Le servage, en France fut aboli officiellement le 8 août 1779, mais dans les faits, il n'existait plus depuis la fin de la "guerre de cent ans" (1453). La langue Française a subit une évolution très importante à partir des années 1650, ce qui fait que ces nuances sur les déplacements ne pouvaient être prises en compte car elles ne reposaient sur rien.
En revanche, dans Les Russies, Grande Russie, Petite Russie (Ukraine) et Russie blanche (Biélorussie), son abolition officielle ne fut édictée que le 19 février 1861 et il n'avait disparu de fait, que depuis très peu de temps. La grande évolution de la langue russe, elle, avait commencé vers 1750, soit un siècle auparavant...
Nous voici arrivés au terme du descriptif de ces différences fondamentales entre l'âme Slave et l'âme Occidentale...
Qu'en est-il dans les faits à ce jour ?
Traditionnellement, le Slave reste attaché à la mère patrie, à sa culture et à ses traditions... C'est pourquoi, lorsque ceux-ci sont menacés, quel que soit le régime politique, un front commun s'élève contre l'envahisseur !
C'est ainsi que, lors de la rupture du pacte germano-soviétique, en 1941, Staline a fait un vibrant discours appelant les peuples de toutes les Russies à faire front, face à l'invasion. Cependant, il n'a pas demandé ce sacrifice au nom du socialisme en danger, mais au nom de la mère patrie en danger !
Jamais personne, quelques mois auparavant, n'aurait pu imaginer entendre ce type de discours de sa part !
Je me plais à penser que ce n'était pas Staline qui parlait ce jours là, mais Joseph Vissarionovitch Djougachvili...
Je pense que si un sondage était effectué aujourd'hui auprès des jeunes Slaves, quasiment aucun n'avouerait être capable de se sacrifier pour sa patrie, mais je suis persuadé que, dans les faits, ils le feraient...
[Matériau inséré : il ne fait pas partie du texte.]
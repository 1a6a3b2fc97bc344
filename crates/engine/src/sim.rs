//! Nutrient-water sensor simulator.
//!
//! Models the three probes of the tower:
//! - pH as a bounded random walk around the previous value
//! - Conductivity held constant (no dosing is simulated)
//! - Temperature resampled around a fixed baseline every tick
//!
//! The random source sits behind [`NoiseSource`] so tests can script it.

use serde::{Deserialize, Serialize};

// ---------------------------------------------------------------------------
// Reading
// ---------------------------------------------------------------------------

/// One snapshot of the water probes.  Replaced wholesale each tick.
#[derive(Debug, Clone, Copy, PartialEq, Serialize, Deserialize)]
pub struct SensorReading {
    pub ph: f64,
    /// Conductivity in mS/cm.
    pub ec: f64,
    /// Water temperature in °C.
    pub temp: f64,
}

impl Default for SensorReading {
    fn default() -> Self {
        Self {
            ph: 5.8,
            ec: 1.2,
            temp: 24.0,
        }
    }
}

// ---------------------------------------------------------------------------
// Random source
// ---------------------------------------------------------------------------

/// Uniform sample in `[lo, hi)`.
pub trait NoiseSource: Send + Sync {
    fn sample(&mut self, lo: f64, hi: f64) -> f64;
}

/// Production source backed by `fastrand`.
pub struct FastrandNoise {
    rng: fastrand::Rng,
}

impl FastrandNoise {
    pub fn new() -> Self {
        Self {
            rng: fastrand::Rng::new(),
        }
    }

    pub fn with_seed(seed: u64) -> Self {
        Self {
            rng: fastrand::Rng::with_seed(seed),
        }
    }
}

impl Default for FastrandNoise {
    fn default() -> Self {
        Self::new()
    }
}

impl NoiseSource for FastrandNoise {
    fn sample(&mut self, lo: f64, hi: f64) -> f64 {
        lo + self.rng.f64() * (hi - lo)
    }
}

// ---------------------------------------------------------------------------
// Simulator
// ---------------------------------------------------------------------------

/// Amplitudes of the per-tick perturbation.
#[derive(Debug, Clone, Copy, PartialEq, Serialize, Deserialize)]
pub struct SimParams {
    /// pH moves by at most this much per tick, either direction.
    pub ph_jitter: f64,
    pub temp_baseline: f64,
    /// Temperature lands in `[temp_baseline, temp_baseline + temp_jitter)`.
    pub temp_jitter: f64,
}

impl Default for SimParams {
    fn default() -> Self {
        Self {
            ph_jitter: 0.05,
            temp_baseline: 24.0,
            temp_jitter: 1.0,
        }
    }
}

pub struct SensorSimulator {
    params: SimParams,
    noise: Box<dyn NoiseSource>,
}

impl SensorSimulator {
    pub fn new(params: SimParams, noise: Box<dyn NoiseSource>) -> Self {
        Self { params, noise }
    }

    pub fn params(&self) -> &SimParams {
        &self.params
    }

    /// Produce the reading that follows `previous`.
    ///
    /// While `paused` the reading is frozen and returned as-is; the caller
    /// keeps ticking either way.
    pub fn advance(&mut self, previous: &SensorReading, paused: bool) -> SensorReading {
        if paused {
            return *previous;
        }

        let jitter = self.params.ph_jitter;
        let ph_offset = self.noise.sample(-jitter, jitter);
        let temp_offset = self.noise.sample(0.0, self.params.temp_jitter);

        SensorReading {
            ph: round1(previous.ph + ph_offset),
            ec: previous.ec,
            temp: round1(self.params.temp_baseline + temp_offset),
        }
    }
}

/// Round to one decimal place.
pub(crate) fn round1(v: f64) -> f64 {
    (v * 10.0).round() / 10.0
}

// ===========================================================================
// Tests
// ===========================================================================
// ===========================================================================
// Tests
// ===========================================================================

#[cfg(test)]
mod tests {
    use super::*;
    use crate::sim::tests::ScriptedNoise;
    use crate::sim::FastrandNoise;
    use crate::status::Status;

    fn session_with(noise: Box<dyn NoiseSource>, settings: SessionSettings) -> Session {
        Session::new(Arc::new(Catalog::builtin()), settings, noise)
    }

    fn test_session() -> Session {
        session_with(Box::new(FastrandNoise::with_seed(5)), SessionSettings::default())
    }

    fn last_notice(session: &Session) -> &Notice {
        session.notices().last().expect("at least one notice")
    }

    #[test]
    fn starts_on_first_crop_mid_cycle() {
        let session = test_session();
        assert_eq!(session.lifecycle().crop().id, "lettuce");
        assert_eq!(session.lifecycle().day(), 12);
        assert!(!session.control().paused);
        assert_eq!(session.reading(), SensorReading::default());
        assert_eq!(last_notice(&session).kind, NoticeKind::System);
    }

    #[test]
    fn tick_with_scripted_noise() {
        let mut session = session_with(
            Box::new(ScriptedNoise::new(&[0.0, 0.5])),
            SessionSettings::default(),
        );
        let next = session.on_tick();
        assert_eq!(
            next,
            SensorReading {
                ph: 5.8,
                ec: 1.2,
                temp: 24.5
            }
        );
        assert_eq!(session.evaluate().ph, Status::Nominal);
        assert_eq!(session.snapshot().ticks, 1);
    }

    #[test]
    fn paused_ticks_freeze_reading() {
        let mut session = test_session();
        session.on_tick();
        let frozen = session.reading();
        session.toggle_pause();
        for _ in 0..10 {
            assert_eq!(session.on_tick(), frozen);
        }
        assert_eq!(session.snapshot().ticks, 11);
    }

    #[test]
    fn off_target_reading_needs_attention() {
        let settings = SessionSettings {
            initial_reading: SensorReading {
                ph: 6.1,
                ec: 1.2,
                temp: 24.0,
            },
            ..SessionSettings::default()
        };
        let session = session_with(Box::new(FastrandNoise::with_seed(1)), settings);
        assert_eq!(session.evaluate().ph, Status::AttentionNeeded);
        assert!(session.snapshot().status.needs_attention());
    }

    #[test]
    fn selecting_crop_resets_cycle_and_publishes_notice() {
        let mut session = test_session();
        let crop = session.on_crop_selected("basil").unwrap();
        assert_eq!(crop.id, "basil");
        assert_eq!(session.lifecycle().crop().id, "basil");
        assert_eq!(session.lifecycle().day(), 1);

        let notice = last_notice(&session);
        assert_eq!(notice.kind, NoticeKind::Crop);
        assert_eq!(notice.detail, "configuring system for: Basil. pH set to 6");
    }

    #[test]
    fn reselecting_same_crop_restarts_cycle() {
        let mut session = test_session();
        session.on_crop_selected("lettuce").unwrap();
        session.on_day_elapsed();
        session.on_day_elapsed();
        assert_eq!(session.lifecycle().day(), 3);
        session.on_crop_selected("lettuce").unwrap();
        assert_eq!(session.lifecycle().day(), 1);
    }

    #[test]
    fn unknown_crop_leaves_state_unchanged() {
        let mut session = test_session();
        session.on_tick();
        let before_lifecycle = session.lifecycle().clone();
        let before_reading = session.reading();

        let err = session.on_crop_selected("Strawberry").unwrap_err();
        assert_eq!(err, EngineError::NotFound("Strawberry".into()));
        assert_eq!(session.lifecycle(), &before_lifecycle);
        assert_eq!(session.reading(), before_reading);

        let notice = last_notice(&session);
        assert_eq!(notice.kind, NoticeKind::Error);
        assert!(notice.detail.contains("Strawberry"));
    }

    #[test]
    fn crop_switch_between_ticks_uses_new_target() {
        let settings = SessionSettings {
            initial_reading: SensorReading {
                ph: 5.5,
                ec: 1.8,
                temp: 24.0,
            },
            ..SessionSettings::default()
        };
        let mut session = session_with(Box::new(ScriptedNoise::new(&[0.0, 0.0])), settings);
        // 5.5 is 0.3 below lettuce's 5.8
        assert_eq!(session.evaluate().ph, Status::AttentionNeeded);
        session.on_crop_selected("petunia").unwrap();
        session.on_tick();
        assert_eq!(session.evaluate().ph, Status::Nominal);
    }

    #[test]
    fn toggle_pause_twice_restores_state() {
        let mut session = test_session();
        let original = session.control();
        assert!(session.toggle_pause().paused);
        assert_eq!(session.toggle_pause(), original);
        assert_eq!(last_notice(&session).detail, "autopilot resumed");
    }

    #[test]
    fn day_elapsed_caps_at_harvest() {
        let settings = SessionSettings {
            initial_day: 44,
            ..SessionSettings::default()
        };
        let mut session = session_with(Box::new(FastrandNoise::with_seed(2)), settings);
        assert!(session.on_day_elapsed());
        assert!(!session.on_day_elapsed());
        assert_eq!(session.lifecycle().day(), 45);
        assert_eq!(session.snapshot().lifecycle.progress, 1.0);
        assert!(last_notice(&session).detail.contains("ready to harvest"));
    }

    #[test]
    fn purge_only_while_paused() {
        let mut session = test_session();
        assert_eq!(session.request_purge(), Err(EngineError::PurgeUnavailable));
        assert_eq!(last_notice(&session).kind, NoticeKind::Error);

        session.toggle_pause();
        assert!(session.snapshot().purge_available);
        session.request_purge().unwrap();
        assert_eq!(last_notice(&session).kind, NoticeKind::Maintenance);
    }

    #[test]
    fn notices_ring_buffer_is_bounded() {
        let settings = SessionSettings {
            max_notices: 3,
            ..SessionSettings::default()
        };
        let mut session = session_with(Box::new(FastrandNoise::with_seed(3)), settings);
        for _ in 0..10 {
            session.toggle_pause();
        }
        assert_eq!(session.notices().count(), 3);
    }

    #[test]
    fn snapshot_lists_newest_notice_first() {
        let mut session = test_session();
        session.on_crop_selected("strawberry").unwrap();
        let snap = session.snapshot();
        assert_eq!(snap.notices[0].kind, NoticeKind::Crop);
        assert_eq!(snap.notices.last().unwrap().kind, NoticeKind::System);
        assert_eq!(snap.lifecycle.crop_id, "strawberry");
        assert!(snap.autonomous);
        assert!(!snap.purge_available);
    }

    #[test]
    fn snapshot_serializes() {
        let json = serde_json::to_value(test_session().snapshot()).unwrap();
        assert_eq!(json["lifecycle"]["day"], 12);
        assert_eq!(json["status"]["ph"], "nominal");
        assert_eq!(json["control"]["paused"], false);
        assert_eq!(json["notices"][0]["kind"], "system");
        assert!(json["notices"][0]["ts"].is_string());
    }
}
use anyhow::{Context, Result};
use axum::extract::{Path, State};
use axum::http::StatusCode;
use axum::response::{IntoResponse, Json, Response};
use axum::routing::{get, post};
use axum::Router;
use serde::{Deserialize, Serialize};
use serde_json::json;
use std::future::Future;
use std::net::SocketAddr;
use tokio::net::TcpListener;
use tracing::info;

use airmind_engine::{ControlState, CropProfile, EngineError, Snapshot};

use crate::state::AppState;

// ---------------------------------------------------------------------------
// Request / response bodies
// ---------------------------------------------------------------------------

#[derive(Debug, Deserialize)]
pub struct AskRequest {
    pub message: String,
}

#[derive(Debug, Serialize)]
pub struct AskResponse {
    pub reply: String,
}

#[derive(Debug, Serialize)]
pub struct GreetingResponse {
    pub greeting: String,
}

// ---------------------------------------------------------------------------
// Errors
// ---------------------------------------------------------------------------

/// Rendered as `{ "kind": ..., "message": ... }` with a matching status code.
#[derive(Debug)]
pub enum ApiError {
    Engine(EngineError),
    BadRequest(String),
}

impl From<EngineError> for ApiError {
    fn from(e: EngineError) -> Self {
        Self::Engine(e)
    }
}

impl IntoResponse for ApiError {
    fn into_response(self) -> Response {
        match self {
            Self::Engine(e) => {
                let status = match e {
                    EngineError::NotFound(_) => StatusCode::NOT_FOUND,
                    EngineError::PurgeUnavailable => StatusCode::CONFLICT,
                    EngineError::InvalidConfiguration(_) => StatusCode::INTERNAL_SERVER_ERROR,
                };
                (status, Json(e)).into_response()
            }
            Self::BadRequest(message) => (
                StatusCode::BAD_REQUEST,
                Json(json!({ "kind": "BadRequest", "message": message })),
            )
                .into_response(),
        }
    }
}

// ---------------------------------------------------------------------------
// Routes
// ---------------------------------------------------------------------------

pub fn router(state: AppState) -> Router {
    Router::new()
        .route("/api/status", get(api_status))
        .route("/api/crops", get(api_crops))
        .route("/api/crops/{id}/select", post(select_crop))
        .route("/api/control/pause", post(toggle_pause))
        .route("/api/control/purge", post(request_purge))
        .route("/api/assistant", get(greeting).post(ask_assistant))
        .with_state(state)
}

async fn api_status(State(state): State<AppState>) -> Json<Snapshot> {
    let st = state.session.read().await;
    Json(st.snapshot())
}

async fn api_crops(State(state): State<AppState>) -> Json<Vec<CropProfile>> {
    let st = state.session.read().await;
    Json(st.catalog().iter().cloned().collect())
}

async fn select_crop(
    State(state): State<AppState>,
    Path(id): Path<String>,
) -> Result<Json<Snapshot>, ApiError> {
    let mut st = state.session.write().await;
    st.on_crop_selected(&id)?;
    Ok(Json(st.snapshot()))
}

async fn toggle_pause(State(state): State<AppState>) -> Json<ControlState> {
    let mut st = state.session.write().await;
    Json(st.toggle_pause())
}

async fn request_purge(State(state): State<AppState>) -> Result<StatusCode, ApiError> {
    let mut st = state.session.write().await;
    st.request_purge()?;
    Ok(StatusCode::NO_CONTENT)
}

async fn greeting(State(state): State<AppState>) -> Json<GreetingResponse> {
    let assistant = state.assistant.lock().await;
    Json(GreetingResponse {
        greeting: assistant.greeting(),
    })
}

async fn ask_assistant(
    State(state): State<AppState>,
    Json(req): Json<AskRequest>,
) -> Result<Json<AskResponse>, ApiError> {
    if req.message.trim().is_empty() {
        return Err(ApiError::BadRequest("message is empty".to_string()));
    }

    let reply = state.assistant.lock().await.reply(&req.message);
    if !state.reply_delay.is_zero() {
        tokio::time::sleep(state.reply_delay).await;
    }
    Ok(Json(AskResponse { reply }))
}

// ---------------------------------------------------------------------------
// Server entry-point
// ---------------------------------------------------------------------------

pub async fn serve<F>(state: AppState, addr: SocketAddr, shutdown: F) -> Result<()>
where
    F: Future<Output = ()> + Send + 'static,
{
    let listener = TcpListener::bind(addr)
        .await
        .with_context(|| format!("failed to bind web port {addr}"))?;

    info!(%addr, "web api listening");

    axum::serve(listener, router(state))
        .with_graceful_shutdown(shutdown)
        .await
        .context("web server error")
}

// ===========================================================================
// Tests
// ===========================================================================

#[cfg(test)]
mod tests {
    use super::*;
    use airmind_engine::assistant::{default_replies, CannedReplies, DEFAULT_GREETING};
    use airmind_engine::{Catalog, FastrandNoise, Session, SessionSettings};
    use axum::body::Body;
    use axum::http::{Method, Request};
    use http_body_util::BodyExt;
    use std::sync::Arc;
    use std::time::Duration;
    use tower::ServiceExt;

    fn test_state() -> AppState {
        let session = Session::new(
            Arc::new(Catalog::builtin()),
            SessionSettings::default(),
            Box::new(FastrandNoise::with_seed(6)),
        );
        let bot = CannedReplies::with_seed(DEFAULT_GREETING.into(), default_replies(), 6).unwrap();
        AppState::new(session, Box::new(bot), Duration::ZERO)
    }

    async fn send(
        app: Router,
        method: Method,
        uri: &str,
        body: Option<serde_json::Value>,
    ) -> (StatusCode, serde_json::Value) {
        let mut req = Request::builder().method(method).uri(uri);
        let body = match body {
            Some(v) => {
                req = req.header("content-type", "application/json");
                Body::from(v.to_string())
            }
            None => Body::empty(),
        };
        let resp = app.oneshot(req.body(body).unwrap()).await.unwrap();
        let status = resp.status();
        let bytes = resp.into_body().collect().await.unwrap().to_bytes();
        let json = if bytes.is_empty() {
            serde_json::Value::Null
        } else {
            serde_json::from_slice(&bytes).unwrap()
        };
        (status, json)
    }

    #[tokio::test]
    async fn status_returns_snapshot() {
        let (status, json) = send(router(test_state()), Method::GET, "/api/status", None).await;
        assert_eq!(status, StatusCode::OK);
        assert_eq!(json["lifecycle"]["crop_id"], "lettuce");
        assert_eq!(json["lifecycle"]["day"], 12);
        assert_eq!(json["reading"]["ph"], 5.8);
        assert_eq!(json["autonomous"], true);
    }

    #[tokio::test]
    async fn crops_lists_catalog() {
        let (status, json) = send(router(test_state()), Method::GET, "/api/crops", None).await;
        assert_eq!(status, StatusCode::OK);
        let crops = json.as_array().unwrap();
        assert_eq!(crops.len(), 5);
        assert_eq!(crops[4]["id"], "strawberry");
    }

    #[tokio::test]
    async fn select_known_crop_resets_cycle() {
        let state = test_state();
        let (status, json) = send(
            router(state.clone()),
            Method::POST,
            "/api/crops/basil/select",
            None,
        )
        .await;
        assert_eq!(status, StatusCode::OK);
        assert_eq!(json["lifecycle"]["crop_id"], "basil");
        assert_eq!(json["lifecycle"]["day"], 1);
        assert_eq!(json["notices"][0]["kind"], "crop");
    }

    #[tokio::test]
    async fn select_unknown_crop_is_404_and_keeps_state() {
        let state = test_state();
        let (status, json) = send(
            router(state.clone()),
            Method::POST,
            "/api/crops/Strawberry/select",
            None,
        )
        .await;
        assert_eq!(status, StatusCode::NOT_FOUND);
        assert_eq!(json["kind"], "NotFound");
        assert_eq!(json["message"], "Strawberry");

        let st = state.session.read().await;
        assert_eq!(st.lifecycle().crop().id, "lettuce");
        assert_eq!(st.lifecycle().day(), 12);
    }

    #[tokio::test]
    async fn pause_toggles_and_purge_follows() {
        let state = test_state();

        let (status, json) =
            send(router(state.clone()), Method::POST, "/api/control/purge", None).await;
        assert_eq!(status, StatusCode::CONFLICT);
        assert_eq!(json["kind"], "PurgeUnavailable");

        let (_, json) = send(router(state.clone()), Method::POST, "/api/control/pause", None).await;
        assert_eq!(json["paused"], true);

        let (status, _) =
            send(router(state.clone()), Method::POST, "/api/control/purge", None).await;
        assert_eq!(status, StatusCode::NO_CONTENT);

        let (_, json) = send(router(state.clone()), Method::POST, "/api/control/pause", None).await;
        assert_eq!(json["paused"], false);
    }

    #[tokio::test]
    async fn assistant_greets_and_replies_from_fixed_set() {
        let state = test_state();

        let (status, json) = send(router(state.clone()), Method::GET, "/api/assistant", None).await;
        assert_eq!(status, StatusCode::OK);
        assert_eq!(json["greeting"], DEFAULT_GREETING);

        let (status, json) = send(
            router(state.clone()),
            Method::POST,
            "/api/assistant",
            Some(json!({ "message": "how are my plants?" })),
        )
        .await;
        assert_eq!(status, StatusCode::OK);
        let reply = json["reply"].as_str().unwrap().to_string();
        assert!(default_replies().contains(&reply));
    }

    #[tokio::test]
    async fn assistant_rejects_blank_message() {
        let (status, json) = send(
            router(test_state()),
            Method::POST,
            "/api/assistant",
            Some(json!({ "message": "   " })),
        )
        .await;
        assert_eq!(status, StatusCode::BAD_REQUEST);
        assert_eq!(json["kind"], "BadRequest");
    }

    #[tokio::test]
    async fn unknown_route_is_404() {
        let (status, _) = send(router(test_state()), Method::GET, "/api/nope", None).await;
        assert_eq!(status, StatusCode::NOT_FOUND);
    }
}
Traditionnellement, le Français, tout comme le Slave, est attaché à sa patrie. Mais, cet attachement est lié au rayonnement de ce pays, et pas à la terre elle-même. Cependant, nous ne sommes plus désormais qu'une "majorité silencieuse" à y rester attaché. Le même sondage auprès des jeunes français, à mon avis, donnerait les mêmes résultats qu'en Ukraine ou en Russie, mais ceci serait la réalité...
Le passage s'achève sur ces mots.